Генрих не казнил виновных и не подвергал гонению, если они честно признавались. Он был милосердный католик.
— Говорите, — повелел король. — Не затрудняйте ни себе, ни мне жизнь. Ведь вы всегда были честными.
И епископ покаялся в том, что они с Анри ходили к примасу и вели разговор о крещении наследника престола.
— Он же сказал нам, что, пока не прибудет в Париж кардинал папы римского
— Не знаю такого кардинала! — гневно крикнул король. — Велю в Париж не допускать!
— Мой государь, — продолжал Готье, — кардинал Стефан из рода графов Гешберг Баварских, и он, как мне известно, племянник германского императора.
— Двойной заслон поставлю на его пути! И не пущу не только в Париж, но и в Орлеан и в Реймс! Или Филипп не мой сын, что я не могу крестить его в должное время?!
— Государь, не связывайся со Стефаном, не надо заслонов, — взмолился каноник Анри. — Сие чревато ссорой с германским императором и папой римским.
— Пресвятая Дева Мария! — воскликнул Генрих. — Так посоветуйте, что делать?
Епископ Готье посветлел лицом. Ему показалось, что он нашел выход из трудного положения:
— Мы сделаем все мирно, сын мой. Сам Всевышний подсказал, что надо сотворить крещение младенца в день Филиппа Никомедийского. Право крестить нареченного Филиппом в сей день мы получаем от Господа Бога. Святая церковь отмечает праздник семнадцатого августа, и нас никто упрекнет в нарушении законов.

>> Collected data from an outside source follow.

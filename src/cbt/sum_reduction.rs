use crate::cbt::{self, bitfield::count_bits_in};

/// The hierarchical leaf counts of the tree, derived from the
/// [`BitfieldStore`](super::bitfield::BitfieldStore).
///
/// The entry of each node is the number of leaves in its subtree, so that the entry of the
/// root is the total leaf count and `entry(i) = entry(2i) + entry(2i + 1)` holds for every
/// internal node.
///
/// Only the levels down to the word depth (`max_depth - 5`) are stored. The counts of the
/// five lowest levels are population counts of masked bitfield words. These words are a
/// snapshot taken by the rebuild prepass, which keeps every read consistent with the last
/// rebuild even while a pass mutates the live bitfield.
pub struct SumReductionTree {
    max_depth: u32,
    /// One array per depth in `0..=word_depth`.
    pub(crate) levels: Vec<Vec<u32>>,
    /// The bitfield words as of the last rebuild.
    pub(crate) words: Vec<u32>,
}

impl SumReductionTree {
    pub fn new(max_depth: u32) -> Self {
        let levels = (0..=cbt::word_depth(max_depth))
            .map(|depth| vec![0; cbt::node_count_at(depth) as usize])
            .collect();

        Self {
            max_depth,
            levels,
            words: vec![0; cbt::word_count(max_depth)],
        }
    }

    #[inline]
    pub fn max_depth(&self) -> u32 {
        self.max_depth
    }

    /// The depth of the lowest stored level.
    #[inline]
    pub fn word_depth(&self) -> u32 {
        cbt::word_depth(self.max_depth)
    }

    /// The number of leaves of the whole tree.
    #[inline]
    pub fn leaf_count(&self) -> u32 {
        self.levels[0][0]
    }

    /// The number of leaves in the subtree of the node.
    pub fn node_count(&self, node: u32) -> u32 {
        let depth = cbt::depth(node);

        if depth <= self.word_depth() {
            self.levels[depth as usize][(node - cbt::first_node(depth)) as usize]
        } else {
            let (first, count) = cbt::bit_range(node, self.max_depth);
            count_bits_in(|index| self.words[index], first, count)
        }
    }

    /// Whether the node was a leaf at the time of the last rebuild.
    pub fn is_leaf(&self, node: u32) -> bool {
        node > cbt::ROOT
            && cbt::depth(node) <= self.max_depth
            && self.node_count(node) == 1
            && self.node_count(cbt::parent(node)) > 1
    }

    /// Maps the leaf ordinal `index` in `[0, leaf_count)` to the heap index of that leaf.
    ///
    /// Descends from the root, choosing the left child when the ordinal falls inside the
    /// leaf range of the left subtree, until a subtree with a single leaf is reached.
    pub fn leaf_index_to_heap_index(&self, index: u32) -> u32 {
        debug_assert!(index < self.leaf_count());

        let mut node = cbt::ROOT;
        let mut index = index;

        while self.node_count(node) > 1 {
            let left = cbt::left_child(node);
            let left_count = self.node_count(left);

            if index < left_count {
                node = left;
            } else {
                index -= left_count;
                node = cbt::right_child(node);
            }
        }

        node
    }

    /// Iterates over the heap indices of all leaves in ordinal order.
    pub fn iter_leaves(&self) -> impl Iterator<Item = u32> + '_ {
        (0..self.leaf_count()).map(|index| self.leaf_index_to_heap_index(index))
    }
}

— Это лучший выход из трудного положения, государь, — подтвердил слова епископа Анри д’Итсон.
Генрих не сразу ответил, что принимает совет. Он ходил по трапезной и думал об императоре, о папе и кардинале. Все трое были в родстве, мощной стеной стояли вокруг Франции. И Генрих понял, что ради блага своего народа он не должен вступать во вражду с этими сильными мира сего. Ответил святым отцам миролюбиво:
— Я вами недоволен, но прощаю. О праздновании дня Филиппа Никомедийского скажу королеве. Как она отзовется, так тому и быть. Ждите моего слова. — И Генрих ушел в покои королевы.
Анна была в своей спальне и кормила грудью сына. Она не прекратила важного занятия и тогда, когда пришел король. Он уже привык к этому, хотя согласился с Анной не тотчас, когда она отказалась взять кормилицу. Он в то время напомнил ей:
— У нас не принято, чтобы королевы, герцогини или графини кормили детей своей грудью.
— Мне это ведомо, — ответила в ту пору Анна. — Но ни одна кормилица не даст дитяти молока лучше, чем материнское. Ты уж прости меня, государь, за желание, которое я усвоила с детства.
Теперь Генрих был согласен с Анной, потому как Филипп рос рыцарем. Генриху не хотелось в сей миг сообщать Анне неприятные вести. И он тут же решил, что скажет только о совете епископа Готье и каноника Анри крестить сына в день Филиппа Никомедийского. Он сел напротив Анны в кресло и любовался, как старательно сын сосет грудь. Но чаще Генрих смотрел на Анну. После родов она расцвела и была в самой яркой поре красоты. От ее лица лишь с трудом отрывался взгляд. Анна чувствовала это и, глядя на Генриха, улыбалась ему. Пребывая близ Анны, король забывал все свои земные заботы, он словно с головой окунался в светлый и теплый источник и выходил из него с чистой младенческой душой.